—Me acercaré para que podamos hablar —dijo Darby—. ¿De acuerdo?
Darby se arrastró por el suelo enfangado, lleno de restos de basura, latas de refrescos y periódicos. Percibió el olor corporal más atroz que había sentido nunca. Tosió, incapaz de soportarlo.
—¿Estás bien, Terry? Dime que estás bien, por favor.
—Estoy bien.
Darby respiraba por la boca. Se inclinó contra el muro. Se sentó a medio metro, en el otro lado del cubo. La mujer no llevaba pantalones ni zapatos. Los huesos sobresalían de su piel.
—¿Has visto a Jimmy? —preguntó la mujer.
Darby tuvo una idea.
—Lo vi, pero al principio no le reconocí.
—Has estado ausente mucho tiempo. Apuesto a que ha cambiado mucho.
—Así es, pero… Tengo problemas a la hora de recordar cosas. Detalles, como mi apellido, por ejemplo.
—Es Mastrangelo. Terry Mastrangelo. ¿Me presentarás a Jimmy? Después de todo lo que me has contado, es como si le conociera tanto como tú.
—Estoy segura de que estará encantado. Pero antes tenemos que salir de aquí.
—No hay ninguna salida. Sólo sitios para esconderse.
—He encontrado una salida.
—Abandona de una vez esas locas ideas. Yo lo intenté, ¿recuerdas? Ambas lo hicimos.
—He vuelto a buscarte, ¿no? —Darby se despojó del anorak y se lo tendió a la mujer—. Póntelo. Te aliviará el frío.
La mujer hizo ademán de cogerlo; luego apartó la mano.
—¿Qué pasa?
—Tengo miedo de que desaparezcas otra vez —dijo la mujer—. No quiero que vuelvas a desaparecer de mi lado.
—Venga, cógelo. Te prometo que me quedaré contigo.
La mujer se lo pensó durante varios minutos, pero por fin tocó el anorak. El terror, el dolor, el miedo… todo pareció conjugarse. Abrazó la prenda contra su pecho, enterrando su cara en la tela y meciéndola de un lado a otro, de un lado a otro.
Había llegado la ambulancia. Estaba al fondo de la calzada sin sirenas ni luces rojas giratorias. «Gracias, Dios, por los pequeños favores.»

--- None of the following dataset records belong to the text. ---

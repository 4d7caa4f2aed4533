// Copyright 2025 the Setpiece Authors
// SPDX-License-Identifier: Apache-2.0 OR MIT

//! Shared fixtures for the Setpiece demo binaries.

use setpiece::BootstrapPayload;

/// A small kitchen: one room, a table, a chair dropped from mid-air (the
/// bootstrap snap grounds it), and a stove that is switched on.
#[must_use]
pub fn kitchen_payload() -> BootstrapPayload {
    BootstrapPayload::from_json(
        r#"{ "scene": {
            "id": "kitchen_demo", "name": "Kitchen Demo", "frame": "map",
            "rooms": [
                { "id": "kitchen", "name": "Kitchen",
                  "bbox": { "min": [0, 0, 0], "max": [5, 3, 2.5] } }
            ],
            "objects": [
                { "id": "table_12", "name": "Kitchen Table", "cls": "table",
                  "pos": [2.0, 1.5, 0.375],
                  "bbox": { "type": "OBB", "xyz": [1.2, 0.8, 0.75] },
                  "aff": ["support"], "lom": "low" },
                { "id": "chair_12", "name": "Kitchen Chair", "cls": "chair",
                  "pos": [1.2, 1.5, 1.1],
                  "bbox": { "type": "OBB", "xyz": [0.5, 0.5, 0.9] },
                  "aff": ["sit"], "lom": "medium" },
                { "id": "stove_1", "name": "Stove", "cls": "stove",
                  "pos": [4.0, 0.8, 0.45],
                  "bbox": { "type": "OBB", "xyz": [0.6, 0.6, 0.9] },
                  "lom": "fixed", "state": { "power": "on" } }
            ],
            "relations": [
                { "r": "in", "a": "table_12", "b": "kitchen" },
                { "r": "in", "a": "chair_12", "b": "kitchen" },
                { "r": "in", "a": "stove_1", "b": "kitchen" }
            ] } }"#,
    )
    .expect("the embedded kitchen payload is valid")
}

—¿De verdad has encontrado una salida? —preguntó la mujer.
—Sí. Y voy a llevarte conmigo.
Todo el cuerpo de Darby le pedía a gritos que no lo hiciera, pero hizo caso omiso a la advertencia y extendió una mano.
La mujer la agarró con fuerza. Tenía dos dedos rotos, que se curvaban formando un ángulo extraño. Sus brazos estaban cubiertos de astillas.
La mujer volvía a contemplar el techo.
—Ya no hay nada que temer —dijo Darby—. Coge mi mano y saldremos por esta puerta juntas. Estás a salvo.